● **Task brief**: Give every line from the entries that contains "FetchError".

▶

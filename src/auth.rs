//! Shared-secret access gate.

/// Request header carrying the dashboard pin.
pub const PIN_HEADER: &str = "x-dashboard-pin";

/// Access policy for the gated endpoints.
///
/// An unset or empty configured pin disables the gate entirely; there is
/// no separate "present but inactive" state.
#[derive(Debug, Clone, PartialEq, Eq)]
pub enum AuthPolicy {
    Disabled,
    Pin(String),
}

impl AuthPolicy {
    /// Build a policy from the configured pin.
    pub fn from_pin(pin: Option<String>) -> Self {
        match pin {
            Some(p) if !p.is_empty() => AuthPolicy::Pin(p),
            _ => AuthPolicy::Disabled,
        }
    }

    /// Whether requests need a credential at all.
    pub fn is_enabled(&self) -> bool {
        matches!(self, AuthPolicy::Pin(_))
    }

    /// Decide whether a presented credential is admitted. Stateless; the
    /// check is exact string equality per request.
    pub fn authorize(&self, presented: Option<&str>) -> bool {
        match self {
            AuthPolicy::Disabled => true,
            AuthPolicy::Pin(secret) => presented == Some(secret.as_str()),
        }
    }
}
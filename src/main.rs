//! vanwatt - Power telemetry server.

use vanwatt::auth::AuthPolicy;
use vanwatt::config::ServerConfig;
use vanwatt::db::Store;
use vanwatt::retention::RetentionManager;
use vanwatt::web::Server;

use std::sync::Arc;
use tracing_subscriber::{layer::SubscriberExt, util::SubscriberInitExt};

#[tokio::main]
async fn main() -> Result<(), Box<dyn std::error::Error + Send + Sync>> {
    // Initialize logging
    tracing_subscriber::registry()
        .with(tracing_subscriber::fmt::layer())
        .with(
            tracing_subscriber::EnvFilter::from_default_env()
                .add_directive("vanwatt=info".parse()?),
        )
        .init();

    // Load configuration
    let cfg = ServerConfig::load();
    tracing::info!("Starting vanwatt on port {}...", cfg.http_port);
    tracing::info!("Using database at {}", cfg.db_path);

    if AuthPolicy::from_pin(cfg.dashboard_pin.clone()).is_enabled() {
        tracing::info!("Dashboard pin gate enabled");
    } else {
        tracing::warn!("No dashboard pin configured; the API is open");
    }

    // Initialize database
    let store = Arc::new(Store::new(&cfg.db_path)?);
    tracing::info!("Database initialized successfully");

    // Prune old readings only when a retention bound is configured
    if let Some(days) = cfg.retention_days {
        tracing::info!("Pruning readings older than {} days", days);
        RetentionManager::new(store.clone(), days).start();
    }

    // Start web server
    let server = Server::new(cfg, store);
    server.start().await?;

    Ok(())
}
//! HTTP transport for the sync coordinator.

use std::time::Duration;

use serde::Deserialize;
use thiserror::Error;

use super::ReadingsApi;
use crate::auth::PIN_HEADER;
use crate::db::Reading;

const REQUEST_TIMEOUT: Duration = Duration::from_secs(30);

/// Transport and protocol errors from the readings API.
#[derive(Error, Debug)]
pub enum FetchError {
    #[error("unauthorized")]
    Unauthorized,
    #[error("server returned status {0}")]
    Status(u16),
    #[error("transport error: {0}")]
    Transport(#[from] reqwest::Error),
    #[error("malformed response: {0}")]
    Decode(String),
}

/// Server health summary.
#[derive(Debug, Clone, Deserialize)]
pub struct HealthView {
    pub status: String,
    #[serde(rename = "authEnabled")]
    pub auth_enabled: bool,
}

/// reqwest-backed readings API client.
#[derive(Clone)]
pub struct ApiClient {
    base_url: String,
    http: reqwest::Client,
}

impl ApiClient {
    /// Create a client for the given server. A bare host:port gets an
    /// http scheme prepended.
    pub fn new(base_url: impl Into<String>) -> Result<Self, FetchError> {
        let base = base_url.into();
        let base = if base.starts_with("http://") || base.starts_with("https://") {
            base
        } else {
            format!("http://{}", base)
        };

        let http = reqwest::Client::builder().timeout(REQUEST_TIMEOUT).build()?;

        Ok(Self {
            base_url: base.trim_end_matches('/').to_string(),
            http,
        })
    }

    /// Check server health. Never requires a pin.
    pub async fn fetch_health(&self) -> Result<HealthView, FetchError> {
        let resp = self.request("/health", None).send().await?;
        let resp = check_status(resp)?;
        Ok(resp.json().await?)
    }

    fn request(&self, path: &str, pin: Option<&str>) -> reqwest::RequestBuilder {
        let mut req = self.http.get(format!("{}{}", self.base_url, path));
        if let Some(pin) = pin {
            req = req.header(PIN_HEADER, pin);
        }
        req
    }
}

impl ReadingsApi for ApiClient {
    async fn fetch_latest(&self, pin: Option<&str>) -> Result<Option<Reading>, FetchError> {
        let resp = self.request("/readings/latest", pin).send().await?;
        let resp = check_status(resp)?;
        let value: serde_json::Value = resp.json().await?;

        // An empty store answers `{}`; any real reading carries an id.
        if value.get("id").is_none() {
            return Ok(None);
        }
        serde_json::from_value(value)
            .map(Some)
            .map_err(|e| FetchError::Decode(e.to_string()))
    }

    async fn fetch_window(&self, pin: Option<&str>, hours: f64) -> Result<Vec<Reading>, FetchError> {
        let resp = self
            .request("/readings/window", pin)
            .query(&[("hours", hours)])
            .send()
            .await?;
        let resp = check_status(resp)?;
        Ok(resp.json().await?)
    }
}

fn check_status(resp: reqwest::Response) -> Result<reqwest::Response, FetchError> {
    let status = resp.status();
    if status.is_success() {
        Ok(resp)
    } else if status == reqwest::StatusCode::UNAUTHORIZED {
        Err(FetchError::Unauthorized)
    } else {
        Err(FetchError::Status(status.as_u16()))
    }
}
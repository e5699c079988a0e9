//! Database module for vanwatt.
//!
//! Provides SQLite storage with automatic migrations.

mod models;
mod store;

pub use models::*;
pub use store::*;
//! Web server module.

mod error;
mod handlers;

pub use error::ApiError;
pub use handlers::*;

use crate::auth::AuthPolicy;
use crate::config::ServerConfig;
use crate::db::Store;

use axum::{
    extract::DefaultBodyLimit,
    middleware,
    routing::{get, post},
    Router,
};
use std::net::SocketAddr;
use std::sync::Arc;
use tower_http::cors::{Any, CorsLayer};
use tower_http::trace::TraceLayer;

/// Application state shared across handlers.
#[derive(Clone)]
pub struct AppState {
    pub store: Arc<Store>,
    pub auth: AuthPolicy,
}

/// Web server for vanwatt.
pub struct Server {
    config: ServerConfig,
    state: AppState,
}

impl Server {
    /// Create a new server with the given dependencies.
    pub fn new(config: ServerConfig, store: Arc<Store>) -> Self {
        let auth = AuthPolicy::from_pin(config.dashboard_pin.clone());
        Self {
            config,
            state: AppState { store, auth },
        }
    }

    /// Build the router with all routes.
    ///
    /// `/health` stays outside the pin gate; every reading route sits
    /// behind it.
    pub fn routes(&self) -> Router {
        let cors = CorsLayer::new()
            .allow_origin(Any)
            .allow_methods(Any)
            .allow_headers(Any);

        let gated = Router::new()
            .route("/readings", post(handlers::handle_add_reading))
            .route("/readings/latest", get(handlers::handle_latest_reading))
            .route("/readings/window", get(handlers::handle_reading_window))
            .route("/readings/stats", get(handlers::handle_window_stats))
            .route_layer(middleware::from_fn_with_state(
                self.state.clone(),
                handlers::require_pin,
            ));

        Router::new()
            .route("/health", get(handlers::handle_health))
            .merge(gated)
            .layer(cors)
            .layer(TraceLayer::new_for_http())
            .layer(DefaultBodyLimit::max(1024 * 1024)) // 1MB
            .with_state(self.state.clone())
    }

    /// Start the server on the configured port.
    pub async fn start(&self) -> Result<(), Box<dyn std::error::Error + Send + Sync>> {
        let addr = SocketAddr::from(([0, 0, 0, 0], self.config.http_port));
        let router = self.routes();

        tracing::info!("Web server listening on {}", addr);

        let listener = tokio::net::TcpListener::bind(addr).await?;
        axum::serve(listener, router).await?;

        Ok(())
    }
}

◀

● **Completed exercise**:
pub enum FetchError {
    pub fn new(base_url: impl Into<String>) -> Result<Self, FetchError> {
    pub async fn fetch_health(&self) -> Result<HealthView, FetchError> {
    async fn fetch_latest(&self, pin: Option<&str>) -> Result<Option<Reading>, FetchError> {
            .map_err(|e| FetchError::Decode(e.to_string()))
    async fn fetch_window(&self, pin: Option<&str>, hours: f64) -> Result<Vec<Reading>, FetchError> {
fn check_status(resp: reqwest::Response) -> Result<reqwest::Response, FetchError> {
        Err(FetchError::Unauthorized)
        Err(FetchError::Status(status.as_u16()))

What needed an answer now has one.